ネジ付金属キャップ及びネジ付金属キャップ封口容器
【課題】内容物の高速充填化を図り、かつ既存の二重巻締め設備をそのまま使用できるネジ付金属キャップ及びネジ付金属キャップ封口容器を提供する。
【解決手段】容器を封口するネジ付金属キャップは、上方に開口部が設けられ、該開口部を天蓋で封着さらる。また、注ぎ口6を封口するネジ付金属キャップ10は、上方に開口部Raが設けられており開口部を天蓋4により封着されたものであり、ネジ付金属キャップ封口容器は、開口円筒Rから連続して一体的に加工した注ぎ口6と外壁14とからなる口頸部2が形成されており、外壁14の上方に設けられた開口部Raを天蓋4で封着することによりネジ付金属キャップ10を形成し、口頸部の注ぎ口は内壁12から外部に折り返し中間壁13で形成され、さらに中間壁の下端を折り返した外壁に設けられ易破断部11の破断により注ぎ口から分離されて開封可能となる。
【解決手段】容器を封口するネジ付金属キャップは、上方に開口部が設けられ、該開口部を天蓋で封着さらる。また、注ぎ口6を封口するネジ付金属キャップ10は、上方に開口部Raが設けられており開口部を天蓋4により封着されたものであり、ネジ付金属キャップ封口容器は、開口円筒Rから連続して一体的に加工した注ぎ口6と外壁14とからなる口頸部2が形成されており、外壁14の上方に設けられた開口部Raを天蓋4で封着することによりネジ付金属キャップ10を形成し、口頸部の注ぎ口は内壁12から外部に折り返し中間壁13で形成され、さらに中間壁の下端を折り返した外壁に設けられ易破断部11の破断により注ぎ口から分離されて開封可能となる。
【発明の詳細な説明】
【技術分野】
【0001】
本発明は、内容物の高速充填が可能であると共にリシール(開封後に再封口すること)出来るネジ付金属キャップ及びネジ付金属キャップ封口容器に関する。
【背景技術】
【0002】
従来、飲料を充填した流通容器として特に金属缶が多用され、特に金属缶においては3ピース(スリーピース缶)と2ピース缶(ツーピース缶)が長年使用されてきた。3ピース缶は矩形の板を円筒に成形して溶接法、ナイロン接着法、半田法などで接合した継目をもつ缶胴部材と、その両端開口部に夫々天蓋、底蓋を固着した3つの部材から構成されている。
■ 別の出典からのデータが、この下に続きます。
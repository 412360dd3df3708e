use tracing::warn;

use super::error::TrackerError;
use super::response::{ScrapeResult, ScrapeStats};
use super::udp::UdpTracker;
use crate::config::ScrapeConfig;
use crate::info_hash::InfoHash;

/// One tracker URL and, if the handshake succeeded, the live connection to
/// it.
///
/// A session is never updated in place. Reconnecting means building a new
/// session from [`url`](Session::url) and dropping the old one, which closes
/// its socket.
#[derive(Debug)]
pub struct Session {
    url: String,
    tracker: Option<UdpTracker>,
}

impl Session {
    /// Performs the handshake against `url`.
    ///
    /// A failed handshake still yields a session; it is uninitialized and
    /// rejects every scrape.
    pub async fn connect(url: impl Into<String>, config: &ScrapeConfig) -> Self {
        let url = url.into();
        let tracker = match UdpTracker::connect(&url, config.io_timeout).await {
            Ok(tracker) => Some(tracker),
            Err(e) => {
                warn!("handshake with {} failed: {}", url, e);
                None
            }
        };
        Self { url, tracker }
    }

    pub(crate) fn uninitialized(url: impl Into<String>) -> Self {
        Self {
            url: url.into(),
            tracker: None,
        }
    }

    pub fn url(&self) -> &str {
        &self.url
    }

    pub fn is_connected(&self) -> bool {
        self.tracker.is_some()
    }

    pub fn connection_id(&self) -> Option<u64> {
        self.tracker.as_ref().map(UdpTracker::connection_id)
    }

    /// Scrapes a batch of hex info hashes.
    ///
    /// Any malformed hash fails the whole call before a packet is sent.
    pub async fn scrape<S: AsRef<str>>(
        &self,
        info_hashes: &[S],
    ) -> Result<Vec<ScrapeResult>, TrackerError> {
        let parsed = info_hashes
            .iter()
            .map(|h| InfoHash::from_hex(h.as_ref()))
            .collect::<Result<Vec<_>, _>>()?;

        let stats = self.scrape_parsed(&parsed).await?;

        Ok(info_hashes
            .iter()
            .zip(stats)
            .map(|(hash, stats)| ScrapeResult::new(hash.as_ref(), stats))
            .collect())
    }

    /// Scrapes a single hex info hash.
    pub async fn scrape_one(&self, info_hash: &str) -> Result<ScrapeResult, TrackerError> {
        let parsed = InfoHash::from_hex(info_hash)?;
        let stats = self.scrape_parsed(&[parsed]).await?;

        // decode_scrape_response yields exactly one record per hash
        Ok(ScrapeResult::new(
            info_hash,
            stats.first().copied().unwrap_or_default(),
        ))
    }

    pub(crate) async fn scrape_parsed(
        &self,
        info_hashes: &[InfoHash],
    ) -> Result<Vec<ScrapeStats>, TrackerError> {
        let tracker = self.tracker.as_ref().ok_or(TrackerError::Uninitialized)?;
        tracker.scrape(info_hashes).await
    }
}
これに対して、2ピース缶は、円形素材板からプレス加工により成形された缶胴と缶底が一体化したカップ状のものに、缶蓋を固着した2つの部材から構成されているもので継目無し缶とも呼ばれている。
【0003】
このような外観が円柱形状の缶に食品、特に飲料を充填した商品が大量生産されてきた理由は、缶胴に天蓋、底蓋を固着する二重巻締め法が存在したからである。この二重巻締め方法は缶胴開口部に設けた数ミリ幅のフランジに、外円周をカールし、シーリング剤を塗布した蓋(天、底)を被せて、缶を高速回転させながらカール部外周縁を押圧し、缶のフランジと一緒に下方から捲き込み封着するものである。
【0004】
この二重巻締め方法は高速で確実に内容物を密封できる特徴があり、大量生産されている飲料缶詰をはじめ食品缶詰の殆どに適用され、多くの缶詰生産業者がこの方法の設備を有している。しかしながら、二重巻締め法により固着された蓋においては、素手で容易に開封することが出来ないため所謂缶切りなどの道具を必要としていた。そこで、蓋面上に板厚みを薄くした円形で線状の易破断部(スコア)を設け、円形に開口できるイージーオープン蓋(easy open end)が開発され、現在、飲料缶の殆どはこの蓋が使用されている。しかしながら、天蓋面に設けた小さい円形の開口部に直に口をつけて飲む感触は、コップ容器などに比較して著しく劣るものであった。そして、一旦開封したものは再封口できないという問題があった。
【0005】
近年、容器飲料を開封後一度に飲めない高齢者、幼児、女性達による消費増大、および戸外携行、乗り物内での消費が高まるにつれて、消費者においてはビン詰め飲料、ペットボトル詰め飲料と同じように、金属缶においても(1)リシール可能な機能を持つこと、および(2)飲み口形状が小径で口に良くフィットし所謂ラッパのみし易いことなどの要望が高まった。このような要望に応じて、金属缶においても天蓋の中央部を上方へ突き出させて小径円筒状口頸部を設け、この先端開口部にネジ付キャップを取付けリシール可能なものが開発された(特許文献1:特表平10−509095号公報)。
【0006】
さらに、発明者らは特願2004−186986号(特許文献2)記載において、ネジ付金属キャップによるリシール可能な開封構造を開発し既に出願済みである。特許文献2記載の容器の開封構造においてはキャップ部分と注ぎ部分を、容器の口頸部となる円筒から連続して一体的に形成したもので内容物充填後の密封性の保障が完全で、容器製造の際の生産性や、輸送中などにおける耐久性に優れたものである。
【特許文献1】特表平10−509095号公報
【特許文献2】特願2004−186986号
【発明の開示】
【発明が解決しようとする課題】
【0007】
以上、説明したように飲料容器において、イージーオープン蓋、缶飲み口のボトル形状化などの開発により缶の開封し易さ、飲み易さといった要望に応じて大きく改善されてきた。しかしながら、このような利便性の改善の反面、大量生産されている缶飲料において、ボトル形状化した飲み口にキャップをネジ込み取り付けする速度が、従来の円筒形状缶において天蓋を缶胴に二重巻締めで取り付けする速度に比較して極めて劣るものであるという問題は、生産性向上の大きなネックになっていた。近年、金属キャップ付容器の要望が高まる中で、その高速充填化は飲料提供におけるコスト削減にとって大きな課題であった。
【0008】
また、現存する多くの天蓋を二重巻締めする設備を、そのままキャップ付容器の内容物充填に使用できれば、新規にキャップ封着設備を導入する必要がなく容器入り飲料提供におけるコスト削減に大きく寄与する。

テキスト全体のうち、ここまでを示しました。